U.K. Labour Party Was Dead Already
Something simple is missing from the analysis of how Jeremy Corbyn just came from the forgotten recesses of Britain's hard left to take over the mainstream Labour Party: It's the "why not?" factor.
When people say Corbyn is unelectable, they're right -- barring some unforeseen political cataclysm for Prime Minister David Cameron and his ruling Conservatives. But that matters a lot more if Corbyn's opponents for the leadership would have had a chance of winning in 2020, which (again barring an unforeseen shock) they probably didn't.
So for the ideologically motivated party activists who tend to decide party leadership elections, it was reasonable to ask themselves: Why not the guy we like?
Many contributing factors have been cited for Corbyn's victory: a new selection system designed to broaden the process out to non-party-members; the general disenchantment with center-left parties that's sweeping Europe; Corbyn's air of saying what he believes, rather than what will get him elected; his savvy use of social media, among others.
These are all valid, but even together they don't fully explain Corbyn's annihilation of the Labour Party establishment on the weekend, in what most observers of U.K. politics seem to agree was an act of party-political suicide. Corbyn finished 40 percentage points clear of his nearest opponent.
The perception that the other more mainstream candidates wouldn't be able to win the next general election, either, made it a lot easier to follow their hearts.
In the eyes of Labour activists, what had they seen over the last few years? A Conservative Party they loathe took on a financial disaster caused by rich bankers, and paid for the rescue by slashing the welfare state Labour spent decades constructing. At the same time, the banker-bonus party was allowed to carry on and the government cut the top income tax rate to 45 percent from 50 percent. Despite all this perceived injustice (Corbyn's Shadow Chancellor of the Exchequer, John McDonnell, recently described it as "feudalism" and elite "kleptocracy"), the Tories won a completely unexpected majority in May's general election.
Ed Miliband, the Labour leader who led his party to defeat, did not take Corbyn's radical leftist approach. He didn't promise to nationalize the banks or squeeze the rich till their blazer buttons popped; he tried to straddle the angry left and mainstream center. Even so, he was destroyed at the polls, and the post-mortem consensus is that he didn't pander to the political center enough.
Meanwhile, Chancellor of the Exchequer George Osborne followed his party's election victory by erasing some of the core ground from which Labour might plausibly have spent the next few years fighting back: He raised the minimum wage by at least as much as Labour dared to propose.
The heaviest blow, however, came from May's election result in Scotland. There the Scottish National Party -- which also tacked to the left of Miliband -- obliterated Labour in its traditional Scottish fiefdom, leaving the party with a structural deficit of seats to overcome at any future election.

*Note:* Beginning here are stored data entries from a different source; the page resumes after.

//! Geometry engine - wedge layout and canvas metrics
//!
//! Angles are in degrees and follow canvas conventions: the origin is the
//! top-left corner, y grows downward, 0° points right and positive angles
//! turn clockwise.

use serde::{Deserialize, Serialize};

/// Angle of the fixed pointer at the top of the canvas
pub const POINTER_ANGLE: f64 = 270.0;

/// Font size for wedge labels, in pixels
pub const LABEL_FONT_SIZE: f64 = 16.0;

/// An 8-bit RGB color
#[derive(Debug, Clone, Copy, PartialEq, Eq, Serialize, Deserialize)]
pub struct Rgb {
    pub red: u8,
    pub green: u8,
    pub blue: u8,
}

impl Rgb {
    pub const fn new(red: u8, green: u8, blue: u8) -> Self {
        Self { red, green, blue }
    }
}

/// Color palette for the wheel
pub mod colors {
    use super::Rgb;

    pub const WEDGE_A: Rgb = Rgb::new(0x6C, 0x8E, 0xAD);
    pub const WEDGE_B: Rgb = Rgb::new(0x5F, 0xAD, 0x41);
    pub const WEDGE_C: Rgb = Rgb::new(0xF6, 0x94, 0xC1);
    /// Fill of the last wedge
    pub const WINNER: Rgb = Rgb::new(0xFF, 0xFF, 0xFF);
    pub const LABEL: Rgb = Rgb::new(0xFF, 0xFF, 0xFF);
    pub const LABEL_WINNER: Rgb = Rgb::new(0x00, 0x00, 0x00);
    pub const SEAM: Rgb = Rgb::new(0xCD, 0xCD, 0xCD);
    /// Pointer, hub and placeholder text
    pub const CHROME: Rgb = Rgb::new(0x24, 0x24, 0x23);

    pub const PALETTE: [Rgb; 3] = [WEDGE_A, WEDGE_B, WEDGE_C];
}

/// A point in canvas pixels
#[derive(Debug, Clone, Copy, PartialEq, Default)]
pub struct Point {
    pub x: f64,
    pub y: f64,
}

impl Point {
    pub const fn new(x: f64, y: f64) -> Self {
        Self { x, y }
    }

    /// The point at `radius` from `self` along `angle_deg`
    pub fn polar_offset(self, radius: f64, angle_deg: f64) -> Point {
        let theta = normalize_degrees(angle_deg).to_radians();
        Point::new(self.x + radius * theta.cos(), self.y + radius * theta.sin())
    }
}

/// Reduce an angle into [0, 360) without touching the caller's accumulator
pub fn normalize_degrees(angle: f64) -> f64 {
    let reduced = angle.rem_euclid(360.0);
    // rem_euclid rounds tiny negative inputs up to exactly 360
    if reduced >= 360.0 {
        0.0
    } else {
        reduced
    }
}

/// Layout settings for the square canvas
#[derive(Debug, Clone, Copy, PartialEq, Serialize, Deserialize)]
#[serde(default)]
pub struct LayoutConfig {
    /// Viewport widths below this use the mobile canvas size
    pub breakpoint: f64,
    pub desktop_size: f64,
    pub mobile_size: f64,
    /// Wheel radius as a fraction of half the canvas side
    pub wheel_fraction: f64,
    /// Label anchor distance as a fraction of the wheel radius
    pub label_fraction: f64,
}

impl Default for LayoutConfig {
    fn default() -> Self {
        Self {
            breakpoint: 425.0,
            desktop_size: 500.0,
            mobile_size: 360.0,
            wheel_fraction: 0.975,
            label_fraction: 0.65,
        }
    }
}

/// Derived canvas constants, recomputed whenever the viewport crosses the breakpoint
#[derive(Debug, Clone, Copy, PartialEq)]
pub struct CanvasMetrics {
    /// Side length of the square canvas
    pub side: f64,
    pub center: Point,
    pub wheel_radius: f64,
    pub label_radius: f64,
    pub is_mobile: bool,
}

impl CanvasMetrics {
    pub fn for_viewport(viewport_width: f64, layout: &LayoutConfig) -> Self {
        let is_mobile = viewport_width < layout.breakpoint;
        let side = if is_mobile {
            layout.mobile_size
        } else {
            layout.desktop_size
        };
        let center = Point::new(side / 2.0, side / 2.0);
        let wheel_radius = center.x * layout.wheel_fraction;

        Self {
            side,
            center,
            wheel_radius,
            label_radius: wheel_radius * layout.label_fraction,
            is_mobile,
        }
    }

    /// Font size of the empty-state message
    pub fn placeholder_font_size(&self) -> f64 {
        self.side / if self.is_mobile { 18.0 } else { 24.0 }
    }

    pub fn hub_radius(&self) -> f64 {
        self.wheel_radius / 32.0
    }

    /// Vertices of the pointer triangle, tip last
    pub fn pointer_triangle(&self) -> [Point; 3] {
        let w = self.side;
        let h = self.side;
        [
            Point::new(self.center.x + w / 32.0, h / 64.0),
            Point::new(self.center.x - w / 32.0, h / 64.0),
            Point::new(self.center.x, h / 18.0),
        ]
    }
}

/// One item's sector of the wheel
#[derive(Debug, Clone, PartialEq)]
pub struct Wedge<'a> {
    pub index: usize,
    pub start_angle: f64,
    pub end_angle: f64,
    pub fill: Rgb,
    pub label_color: Rgb,
    pub label: &'a str,
    pub is_winner: bool,
}

impl Wedge<'_> {
    pub fn sweep(&self) -> f64 {
        self.end_angle - self.start_angle
    }

    pub fn bisector(&self) -> f64 {
        self.start_angle + self.sweep() / 2.0
    }

    /// Label position on the bisector and its text rotation
    ///
    /// The text is turned half a revolution from the bisector so it reads
    /// right-side-up when the wheel is upright.
    pub fn label_anchor(&self, metrics: &CanvasMetrics) -> (Point, f64) {
        let bisector = self.bisector();
        let position = metrics.center.polar_offset(metrics.label_radius, bisector);
        (position, normalize_degrees(bisector + 180.0))
    }
}

/// Fill and label color for a wedge
pub fn wedge_colors(index: usize, count: usize) -> (Rgb, Rgb) {
    if index + 1 == count {
        (colors::WINNER, colors::LABEL_WINNER)
    } else {
        (colors::PALETTE[index % colors::PALETTE.len()], colors::LABEL)
    }
}

/// Split the wheel into one equal wedge per item
pub fn compute_wedges(items: &[String], rotation: f64) -> Vec<Wedge<'_>> {
    if items.is_empty() {
        return Vec::new();
    }

    let count = items.len();
    let subdiv = 360.0 / count as f64;

    items
        .iter()
        .enumerate()
        .map(|(index, label)| {
            let (fill, label_color) = wedge_colors(index, count);
            Wedge {
                index,
                start_angle: index as f64 * subdiv + rotation,
                end_angle: (index + 1) as f64 * subdiv + rotation,
                fill,
                label_color,
                label,
                is_winner: index + 1 == count,
            }
        })
        .collect()
}

/// Index of the wedge under the top pointer
pub fn wedge_at_pointer(count: usize, rotation: f64) -> Option<usize> {
    if count == 0 {
        return None;
    }
    let subdiv = 360.0 / count as f64;
    let relative = normalize_degrees(POINTER_ANGLE - rotation);
    let index = (relative / subdiv).floor() as usize;
    Some(index.min(count - 1))
}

How to deal with this loss has presented the party with a dilemma. To retrieve the Scottish seats, Labour would have to tack hard left to outflank the SNP, at the cost of more seats in England, where voters tend to be more conservative (with a small "c"). That would lead to almost certain general election defeat.
But if Labour responded as many pundits and former Prime Minister Tony Blair have suggested, by moving further to the center and picking a Blairite candidate such as Liz Kendall (who won just 4.5 percent of the selection vote), those Scottish seats might be gone for good, creating a formidable margin of new English ones to win in order to close the gap. Again, the probable outcome was electoral defeat.

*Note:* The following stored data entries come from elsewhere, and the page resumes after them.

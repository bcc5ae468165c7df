//! Hosts file path resolution.
//!
//! Supports HOSTEDIT_FILE env var override for testing.

use std::path::{Path, PathBuf};

/// Platform default hosts file location.
pub fn default_hosts_path() -> PathBuf {
    #[cfg(unix)]
    return PathBuf::from("/etc/hosts");

    #[cfg(windows)]
    return PathBuf::from(r"C:\Windows\System32\drivers\etc\hosts");
}

/// Resolve the hosts file to operate on: explicit flag, then
/// HOSTEDIT_FILE, then the platform default.
pub fn hosts_path(explicit: Option<&Path>) -> PathBuf {
    if let Some(p) = explicit {
        return p.to_path_buf();
    }
    if let Ok(p) = std::env::var("HOSTEDIT_FILE") {
        return PathBuf::from(p);
    }
    default_hosts_path()
}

Not only that, another rout of the U.K. Labour party in Scotland's own parliamentary election next year could boost the Scottish independence movement, as it seems increasingly unlikely to Scots they will ever get a British government they voted for. This is something SNP leader Nicola Sturgeon was quick to point out:
All of which raises the question: If you are going to lose anyhow, why not choose how?
There is, of course, an answer to this, one that some lifelong Labour supporters fear may come true: This time a self-defeating leadership choice might not just mean 18 years in the wilderness of opposition, as it did between 1979 and 1997, but extinction as a party. That's possible, though it's hard to see right now who would fill the void Corbyn may leave on the center left to make that happen. In the meantime, radical Labour can go down enjoying the fight.